→ AIM OF THE EXERCISE
Reproduce the listing exactly, please, with every line intact.

→ THE DATA
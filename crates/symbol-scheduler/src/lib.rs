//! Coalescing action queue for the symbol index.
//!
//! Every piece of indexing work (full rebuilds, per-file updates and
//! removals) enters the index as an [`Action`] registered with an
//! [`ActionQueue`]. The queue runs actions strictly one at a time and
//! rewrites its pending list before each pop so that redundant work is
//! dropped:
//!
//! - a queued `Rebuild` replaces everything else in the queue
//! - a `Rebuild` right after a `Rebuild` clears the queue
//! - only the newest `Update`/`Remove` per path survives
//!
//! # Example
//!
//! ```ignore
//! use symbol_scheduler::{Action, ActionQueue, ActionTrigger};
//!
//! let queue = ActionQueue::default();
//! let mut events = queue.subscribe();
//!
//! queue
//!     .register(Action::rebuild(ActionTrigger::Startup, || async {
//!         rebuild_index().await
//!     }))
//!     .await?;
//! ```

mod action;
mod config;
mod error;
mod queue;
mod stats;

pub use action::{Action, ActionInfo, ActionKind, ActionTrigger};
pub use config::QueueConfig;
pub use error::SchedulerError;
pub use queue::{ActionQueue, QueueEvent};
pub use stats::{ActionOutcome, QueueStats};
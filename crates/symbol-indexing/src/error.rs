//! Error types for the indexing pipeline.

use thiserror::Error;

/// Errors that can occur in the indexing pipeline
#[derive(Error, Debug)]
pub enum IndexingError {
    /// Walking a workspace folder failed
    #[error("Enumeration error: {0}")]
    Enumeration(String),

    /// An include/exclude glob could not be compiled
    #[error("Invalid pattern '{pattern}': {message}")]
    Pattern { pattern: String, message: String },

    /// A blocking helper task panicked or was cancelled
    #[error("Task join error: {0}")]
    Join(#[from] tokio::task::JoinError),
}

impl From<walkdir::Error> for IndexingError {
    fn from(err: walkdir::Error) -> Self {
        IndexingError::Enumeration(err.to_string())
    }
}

→ THE ANSWER
filename crates/symbol-scheduler/src/lib.rs
//! Coalescing action queue for the symbol index.
//!
//! Every piece of indexing work (full rebuilds, per-file updates and
//! removals) enters the index as an [`Action`] registered with an
//! [`ActionQueue`]. The queue runs actions strictly one at a time and
//! rewrites its pending list before each pop so that redundant work is
//! dropped:
//!
//! - a queued `Rebuild` replaces everything else in the queue
//! - a `Rebuild` right after a `Rebuild` clears the queue
//! - only the newest `Update`/`Remove` per path survives
//!
//! # Example
//!
//! ```ignore
//! use symbol_scheduler::{Action, ActionQueue, ActionTrigger};
//!
//! let queue = ActionQueue::default();
//! let mut events = queue.subscribe();
//!
//! queue
//!     .register(Action::rebuild(ActionTrigger::Startup, || async {
//!         rebuild_index().await
//!     }))
//!     .await?;
//! ```

mod action;
mod config;
mod error;
mod queue;
mod stats;

pub use action::{Action, ActionInfo, ActionKind, ActionTrigger};
pub use config::QueueConfig;
pub use error::SchedulerError;
pub use queue::{ActionQueue, QueueEvent};
pub use stats::{ActionOutcome, QueueStats};
filename crates/symbol-indexing/src/error.rs
//! Error types for the indexing pipeline.

use thiserror::Error;

/// Errors that can occur in the indexing pipeline
#[derive(Error, Debug)]
pub enum IndexingError {
    /// Walking a workspace folder failed
    #[error("Enumeration error: {0}")]
    Enumeration(String),

    /// An include/exclude glob could not be compiled
    #[error("Invalid pattern '{pattern}': {message}")]
    Pattern { pattern: String, message: String },

    /// A blocking helper task panicked or was cancelled
    #[error("Task join error: {0}")]
    Join(#[from] tokio::task::JoinError),
}

impl From<walkdir::Error> for IndexingError {
    fn from(err: walkdir::Error) -> Self {
        IndexingError::Enumeration(err.to_string())
    }
}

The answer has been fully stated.